Africa's Middle-Class Motor finds growing evidence that a recent resurgence in the continent's economic well-being has staying power. In his overview article, Harvard professor Calestous Juma says the emphasis for too long has been on eradicating poverty through aid rather than promoting prosperity through improved infrastructure, education, entrepreneurship, and trade. That is now changing: there is a growing emphasis on policies that produce a middle class. The new African middle class may not have the buying power of a Western middle class but it demands enough goods and services to support stronger economic growth, which, as IMF African Department head Antoinette Sayeh points out, in turn helps the poorest members of society.
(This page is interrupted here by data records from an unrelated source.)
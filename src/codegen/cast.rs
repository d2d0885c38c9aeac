//! Explicit casts and value-to-text formatting.

use crate::ast::Expr;
use crate::diagnostic::Diagnostic;
use crate::ir::{RuntimeFn, Type, Value};
use crate::span::{Span, Spanned};

use super::types::{scalar_type, type_name, Coercion};
use super::{CodeGen, GenResult};

/// Scratch buffer size for numbers formatted with `sprintf`.
pub const NUMBER_BUFFER: i64 = 32;

/// Target names accepted by `(T) expr`.
const CAST_TARGETS: [&str; 8] = [
    "int", "long", "short", "float", "double", "char", "bool", "string",
];

impl<'b> CodeGen<'b> {
    pub(crate) fn build_cast(
        &mut self,
        target: &Spanned<String>,
        expr: &Spanned<Expr>,
        span: Span,
    ) -> GenResult<Value> {
        let to = match scalar_type(&target.node) {
            Some(ty) if CAST_TARGETS.contains(&target.node.as_str()) => ty,
            _ => {
                return Err(Diagnostic::error(
                    format!("Unsupported target type: {}", target.node),
                    target.span,
                ))
            }
        };
        let value = self.build_expr(expr)?;
        if value.ty == to {
            self.warn("No cast needed", span);
            return Ok(value);
        }
        let from = value.ty.clone();
        match (&from, &to) {
            (_, Type::Int(1)) => self.to_bool(value, span),
            (Type::Int(8), Type::Ptr) => Ok(self.char_to_string(value)),
            (Type::Int(_) | Type::Float | Type::Double, Type::Ptr) => Ok(self.to_text(value)),
            // first character of the string
            (Type::Ptr, Type::Int(_)) => {
                let c = self.ir.load(Type::I8, value);
                Ok(self.ir.int_cast(c, to, true))
            }
            (Type::Ptr, Type::Float | Type::Double) => {
                let null = self.ir.const_null();
                let d = self.ir.call_runtime(RuntimeFn::Strtod, vec![value, null]);
                Ok(self.ir.fp_cast(d, to))
            }
            (Type::Int(_) | Type::Float | Type::Double, Type::Int(_) | Type::Float | Type::Double) => {
                self.coerce(value, &to, Coercion::Operand, span)
            }
            _ => Err(Diagnostic::error("Unsupported cast", span).with_note(format!(
                "from {} to {}",
                type_name(&from),
                type_name(&to)
            ))),
        }
    }

    /// String form of a scalar: `true`/`false` for bools, a one-character
    /// string for chars, `%d` for integers, `%.6f` for floats. Strings are
    /// returned unchanged.
    pub(crate) fn to_text(&mut self, value: Value) -> Value {
        match value.ty.clone() {
            Type::Int(1) => {
                let t = self.ir.const_string("true");
                let f = self.ir.const_string("false");
                self.ir.select(value, t, f)
            }
            Type::Int(8) => self.char_to_string(value),
            Type::Int(64) => self.sprintf_number("%ld", value),
            Type::Int(_) => {
                let v = self.ir.int_cast(value, Type::I32, true);
                self.sprintf_number("%d", v)
            }
            Type::Float | Type::Double => {
                let v = self.ir.fp_cast(value, Type::F64);
                self.sprintf_number("%.6f", v)
            }
            _ => value,
        }
    }

    /// `sprintf` into a fresh tracked buffer.
    pub(crate) fn sprintf_number(&mut self, fmt: &str, value: Value) -> Value {
        let size = self.ir.const_i64(NUMBER_BUFFER);
        let buf = self.ir.tracked_malloc(size, 1);
        let fmt = self.ir.const_string(fmt);
        self.ir
            .call_runtime(RuntimeFn::Sprintf, vec![buf.clone(), fmt, value]);
        buf
    }

    /// Two-byte buffer holding `c` and a terminator.
    pub(crate) fn char_to_string(&mut self, c: Value) -> Value {
        let size = self.ir.const_i64(2);
        let buf = self.ir.tracked_malloc(size, 1);
        self.ir.store(c, buf.clone());
        let one = self.ir.const_i32(1);
        let end = self.ir.gep(Type::I8, buf.clone(), vec![one]);
        let nul = self.ir.const_i8(0);
        self.ir.store(nul, end);
        buf
    }
}
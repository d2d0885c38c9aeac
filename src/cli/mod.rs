pub mod build;
pub mod check;
pub mod hash;

use std::io::Write;
use std::path::{Path, PathBuf};
use std::process;

use aero::ast::File;
use aero::config::GenConfig;
use aero::diagnostic::render_diagnostics;
use aero::{Error, Translation};

// ─── Logging ───────────────────────────────────────────────────────

/// Plain stderr logger: `level: message`.
struct StderrLogger;

impl log::Log for StderrLogger {
    fn enabled(&self, metadata: &log::Metadata) -> bool {
        metadata.level() <= log::max_level()
    }

    fn log(&self, record: &log::Record) {
        if self.enabled(record.metadata()) {
            let _ = writeln!(
                std::io::stderr(),
                "{}: {}",
                record.level().as_str().to_lowercase(),
                record.args()
            );
        }
    }

    fn flush(&self) {
        let _ = std::io::stderr().flush();
    }
}

static LOGGER: StderrLogger = StderrLogger;

pub fn init_logger(verbose: u8) {
    let level = match verbose {
        0 => log::LevelFilter::Warn,
        1 => log::LevelFilter::Debug,
        _ => log::LevelFilter::Trace,
    };
    if log::set_logger(&LOGGER).is_ok() {
        log::set_max_level(level);
    }
}

// ─── Shared helpers ────────────────────────────────────────────────

/// Config from `--config`, or `aero.toml` next to the input, or defaults.
/// An explicit `--opt-level` wins over the file.
pub fn resolve_config(config: Option<&Path>, input: &Path, opt_level: Option<u8>) -> GenConfig {
    let path = config.map(Path::to_path_buf).or_else(|| {
        let candidate = input.parent().unwrap_or(Path::new(".")).join("aero.toml");
        candidate.exists().then_some(candidate)
    });
    let mut cfg = match path {
        Some(p) => match GenConfig::load(&p) {
            Ok(c) => c,
            Err(e) => {
                eprintln!("error: {}", e);
                process::exit(1);
            }
        },
        None => GenConfig::from_env(),
    };
    if let Some(level) = opt_level {
        cfg.module.opt_level = level;
    }
    cfg
}

pub fn load_ast_or_exit(path: &Path) -> File {
    match aero::load_ast(path) {
        Ok(file) => file,
        Err(e) => {
            eprintln!("error: {}", e);
            process::exit(1);
        }
    }
}

/// Print warnings of a successful run, or every diagnostic of a failed
/// one. Spans in a JSON AST do not come with source text, so the plain
/// form is used.
pub fn report(path: &Path, result: &Result<Translation, Error>) {
    let name = path.display().to_string();
    match result {
        Ok(t) => render_diagnostics(&t.warnings, &name, None),
        Err(Error::Translate(diags)) => render_diagnostics(diags, &name, None),
        Err(e) => eprintln!("{}: error: {}", name, e),
    }
}

/// `<stem>.ir` in `dir`, or next to the input.
pub fn output_path(input: &Path, dir: Option<&Path>) -> PathBuf {
    let stem = input
        .file_stem()
        .map(|s| s.to_string_lossy().into_owned())
        .unwrap_or_else(|| "module".to_string());
    let file = format!("{}.ir", stem);
    match dir {
        Some(d) => d.join(file),
        None => input.with_file_name(file),
    }
}

#[cfg(test)]
mod tests {
    use super::*;

    #[test]
    fn test_output_path() {
        assert_eq!(
            output_path(Path::new("src/prog.json"), None),
            PathBuf::from("src/prog.ir")
        );
        assert_eq!(
            output_path(Path::new("src/prog.json"), Some(Path::new("out"))),
            PathBuf::from("out/prog.ir")
        );
    }
}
Oxford University economist Paul Collier discusses a crucial component of Africa's needed infrastructure: railways. It is a continent eminently suited to rail, development of which has been held back more by political than economic reasons. But even as sub-Saharan African thrives, its largest and most important economy, South Africa, has had an anemic performance in recent years. We also profile Ngozi Okonjo-Iweala, Nigeria's colorful economic czar. "Picture This" mines current trends to predict what Africa will look like a half century from now and "Data Spotlight" looks at increased regional trade in Africa. Elsewhere, Cornell Professor Eswar Prasad, examines a global role reversal in which emerging, not advanced, economies are displaying resilience in the face of the global economic crisis. The University of Queensland's John Quiggin, who wrote Zombie Economics, examines whether it makes sense in many cases to sell public enterprises. Economists Raghuram Rajan of the University of Chicago and Rodney Ramcharan of the U.S. Federal Reserve find clues to current asset booms and busts in the behavior of U.S. farmland prices a century ago.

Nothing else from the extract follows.